=== PROBLEM TO WORK ON ===
Retyping the data exactly is the task. Include every line.

Stored items
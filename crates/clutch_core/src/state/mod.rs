//! Game state
//!
//! A single owned [`GameState`] value is threaded through every engine call.
//! Yard lines are always stored from the offense's point of view; every
//! possession change mirrors the spot (`100 - spot`) so the ball's absolute
//! position on the field is preserved.

pub mod clock;
pub mod drive;
pub mod scoreboard;

use serde::{Deserialize, Serialize};
use std::fmt;

use crate::engine::play::Situation;
pub use clock::ClockEvent;
pub use drive::PlayOutcome;
pub use scoreboard::{ScoreKind, Scoreboard, ScoringEvent};

/// Home or away.
#[derive(Debug, Clone, Copy, PartialEq, Eq, Hash, Serialize, Deserialize)]
#[serde(rename_all = "lowercase")]
pub enum Side {
    Home,
    Away,
}

impl Side {
    pub fn opponent(self) -> Self {
        match self {
            Side::Home => Side::Away,
            Side::Away => Side::Home,
        }
    }
}

impl fmt::Display for Side {
    fn fmt(&self, f: &mut fmt::Formatter<'_>) -> fmt::Result {
        match self {
            Side::Home => f.write_str("home"),
            Side::Away => f.write_str("away"),
        }
    }
}

#[derive(Debug, Clone, Copy, PartialEq, Eq, PartialOrd, Ord, Serialize, Deserialize)]
#[serde(rename_all = "snake_case")]
pub enum Quarter {
    First,
    Second,
    Third,
    Fourth,
    Overtime,
}

impl Quarter {
    pub fn number(self) -> u8 {
        match self {
            Quarter::First => 1,
            Quarter::Second => 2,
            Quarter::Third => 3,
            Quarter::Fourth => 4,
            Quarter::Overtime => 5,
        }
    }
}

impl fmt::Display for Quarter {
    fn fmt(&self, f: &mut fmt::Formatter<'_>) -> fmt::Result {
        match self {
            Quarter::Overtime => f.write_str("OT"),
            q => write!(f, "Q{}", q.number()),
        }
    }
}

/// Which entry point the state accepts next.
#[derive(Debug, Clone, Copy, PartialEq, Eq, Serialize, Deserialize)]
#[serde(tag = "phase", rename_all = "snake_case")]
pub enum Phase {
    /// Scrimmage plays, punts and field goals
    LiveDown,
    /// Waiting for the scoring side's extra point or two-point try
    PendingTry { scoring: Side },
    /// Waiting for `kicking` to kick off
    PreKickoff { kicking: Side },
    GameOver,
}

impl fmt::Display for Phase {
    fn fmt(&self, f: &mut fmt::Formatter<'_>) -> fmt::Result {
        match self {
            Phase::LiveDown => f.write_str("the ball is live"),
            Phase::PendingTry { scoring } => write!(f, "a try is pending for {scoring}"),
            Phase::PreKickoff { kicking } => write!(f, "{kicking} is due to kick off"),
            Phase::GameOver => f.write_str("the game is over"),
        }
    }
}

/// Complete, serializable game snapshot.
#[derive(Debug, Clone, PartialEq, Serialize, Deserialize)]
pub struct GameState {
    pub home_team: String,
    pub away_team: String,
    pub scoreboard: Scoreboard,
    pub quarter: Quarter,
    /// Seconds left in the current period
    pub clock: u32,
    pub quarter_length: u32,
    pub possession: Side,
    pub down: u8,
    pub distance: u8,
    /// Offense's yard line from its own goal (1..=99)
    pub yard_line: u8,
    pub phase: Phase,
    /// Most recent entry last
    pub log: Vec<String>,
    pub play_count: u32,
    pub opening_receiver: Side,
    /// The period ran out on a scoring play; it ends once the try is done
    pub period_end_pending: bool,
}

impl GameState {
    pub fn new(
        home: impl Into<String>,
        away: impl Into<String>,
        quarter_length: u32,
        first_down_distance: u8,
        yard_line: u8,
    ) -> Self {
        let quarter_length = quarter_length.max(1);
        Self {
            home_team: home.into(),
            away_team: away.into(),
            scoreboard: Scoreboard::default(),
            quarter: Quarter::First,
            clock: quarter_length,
            quarter_length,
            possession: Side::Home,
            down: 1,
            distance: first_down_distance,
            yard_line,
            phase: Phase::LiveDown,
            log: Vec::new(),
            play_count: 0,
            opening_receiver: Side::Home,
            period_end_pending: false,
        }
    }

    pub fn team(&self, side: Side) -> &str {
        match side {
            Side::Home => &self.home_team,
            Side::Away => &self.away_team,
        }
    }

    pub fn offense_team(&self) -> &str {
        self.team(self.possession)
    }

    pub fn defense_team(&self) -> &str {
        self.team(self.possession.opponent())
    }

    pub fn is_game_over(&self) -> bool {
        self.phase == Phase::GameOver
    }

    /// Ball position from the home team's goal line.
    pub fn field_position(&self) -> u8 {
        match self.possession {
            Side::Home => self.yard_line,
            Side::Away => 100 - self.yard_line,
        }
    }

    pub fn situation(&self) -> Situation {
        Situation { down: self.down, distance: self.distance, yard_line: self.yard_line }
    }

    /// `1st & 10 at own 25` style label.
    pub fn down_and_distance(&self) -> String {
        let ordinal = match self.down {
            1 => "1st",
            2 => "2nd",
            3 => "3rd",
            _ => "4th",
        };
        let spot = match self.yard_line {
            50 => "the 50".to_string(),
            n if n < 50 => format!("own {n}"),
            n => format!("opp {}", 100 - n),
        };
        format!("{ordinal} & {} at {spot}", self.distance)
    }

    /// `Q2 07:45` style label.
    pub fn clock_label(&self) -> String {
        format!("{} {:02}:{:02}", self.quarter, self.clock / 60, self.clock % 60)
    }

    pub(crate) fn push_log(&mut self, entry: String) {
        self.log.push(entry);
    }
}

=== EXERCISE RESPONSE ===
filename crates/clutch_core/src/state/mod.rs
//! Game state
//!
//! A single owned [`GameState`] value is threaded through every engine call.
//! Yard lines are always stored from the offense's point of view; every
//! possession change mirrors the spot (`100 - spot`) so the ball's absolute
//! position on the field is preserved.

pub mod clock;
pub mod drive;
pub mod scoreboard;

use serde::{Deserialize, Serialize};
use std::fmt;

use crate::engine::play::Situation;
pub use clock::ClockEvent;
pub use drive::PlayOutcome;
pub use scoreboard::{ScoreKind, Scoreboard, ScoringEvent};

/// Home or away.
#[derive(Debug, Clone, Copy, PartialEq, Eq, Hash, Serialize, Deserialize)]
#[serde(rename_all = "lowercase")]
pub enum Side {
    Home,
    Away,
}

impl Side {
    pub fn opponent(self) -> Self {
        match self {
            Side::Home => Side::Away,
            Side::Away => Side::Home,
        }
    }
}

impl fmt::Display for Side {
    fn fmt(&self, f: &mut fmt::Formatter<'_>) -> fmt::Result {
        match self {
            Side::Home => f.write_str("home"),
            Side::Away => f.write_str("away"),
        }
    }
}

#[derive(Debug, Clone, Copy, PartialEq, Eq, PartialOrd, Ord, Serialize, Deserialize)]
#[serde(rename_all = "snake_case")]
pub enum Quarter {
    First,
    Second,
    Third,
    Fourth,
    Overtime,
}

impl Quarter {
    pub fn number(self) -> u8 {
        match self {
            Quarter::First => 1,
            Quarter::Second => 2,
            Quarter::Third => 3,
            Quarter::Fourth => 4,
            Quarter::Overtime => 5,
        }
    }
}

impl fmt::Display for Quarter {
    fn fmt(&self, f: &mut fmt::Formatter<'_>) -> fmt::Result {
        match self {
            Quarter::Overtime => f.write_str("OT"),
            q => write!(f, "Q{}", q.number()),
        }
    }
}

/// Which entry point the state accepts next.
#[derive(Debug, Clone, Copy, PartialEq, Eq, Serialize, Deserialize)]
#[serde(tag = "phase", rename_all = "snake_case")]
pub enum Phase {
    /// Scrimmage plays, punts and field goals
    LiveDown,
    /// Waiting for the scoring side's extra point or two-point try
    PendingTry { scoring: Side },
    /// Waiting for `kicking` to kick off
    PreKickoff { kicking: Side },
    GameOver,
}

impl fmt::Display for Phase {
    fn fmt(&self, f: &mut fmt::Formatter<'_>) -> fmt::Result {
        match self {
            Phase::LiveDown => f.write_str("the ball is live"),
            Phase::PendingTry { scoring } => write!(f, "a try is pending for {scoring}"),
            Phase::PreKickoff { kicking } => write!(f, "{kicking} is due to kick off"),
            Phase::GameOver => f.write_str("the game is over"),
        }
    }
}

/// Complete, serializable game snapshot.
#[derive(Debug, Clone, PartialEq, Serialize, Deserialize)]
pub struct GameState {
    pub home_team: String,
    pub away_team: String,
    pub scoreboard: Scoreboard,
    pub quarter: Quarter,
    /// Seconds left in the current period
    pub clock: u32,
    pub quarter_length: u32,
    pub possession: Side,
    pub down: u8,
    pub distance: u8,
    /// Offense's yard line from its own goal (1..=99)
    pub yard_line: u8,
    pub phase: Phase,
    /// Most recent entry last
    pub log: Vec<String>,
    pub play_count: u32,
    pub opening_receiver: Side,
    /// The period ran out on a scoring play; it ends once the try is done
    pub period_end_pending: bool,
}

impl GameState {
    pub fn new(
        home: impl Into<String>,
        away: impl Into<String>,
        quarter_length: u32,
        first_down_distance: u8,
        yard_line: u8,
    ) -> Self {
        let quarter_length = quarter_length.max(1);
        Self {
            home_team: home.into(),
            away_team: away.into(),
            scoreboard: Scoreboard::default(),
            quarter: Quarter::First,
            clock: quarter_length,
            quarter_length,
            possession: Side::Home,
            down: 1,
            distance: first_down_distance,
            yard_line,
            phase: Phase::LiveDown,
            log: Vec::new(),
            play_count: 0,
            opening_receiver: Side::Home,
            period_end_pending: false,
        }
    }

    pub fn team(&self, side: Side) -> &str {
        match side {
            Side::Home => &self.home_team,
            Side::Away => &self.away_team,
        }
    }

    pub fn offense_team(&self) -> &str {
        self.team(self.possession)
    }

    pub fn defense_team(&self) -> &str {
        self.team(self.possession.opponent())
    }

    pub fn is_game_over(&self) -> bool {
        self.phase == Phase::GameOver
    }

    /// Ball position from the home team's goal line.
    pub fn field_position(&self) -> u8 {
        match self.possession {
            Side::Home => self.yard_line,
            Side::Away => 100 - self.yard_line,
        }
    }

    pub fn situation(&self) -> Situation {
        Situation { down: self.down, distance: self.distance, yard_line: self.yard_line }
    }

    /// `1st & 10 at own 25` style label.
    pub fn down_and_distance(&self) -> String {
        let ordinal = match self.down {
            1 => "1st",
            2 => "2nd",
            3 => "3rd",
            _ => "4th",
        };
        let spot = match self.yard_line {
            50 => "the 50".to_string(),
            n if n < 50 => format!("own {n}"),
            n => format!("opp {}", 100 - n),
        };
        format!("{ordinal} & {} at {spot}", self.distance)
    }

    /// `Q2 07:45` style label.
    pub fn clock_label(&self) -> String {
        format!("{} {:02}:{:02}", self.quarter, self.clock / 60, self.clock % 60)
    }

    pub(crate) fn push_log(&mut self, entry: String) {
        self.log.push(entry);
    }
}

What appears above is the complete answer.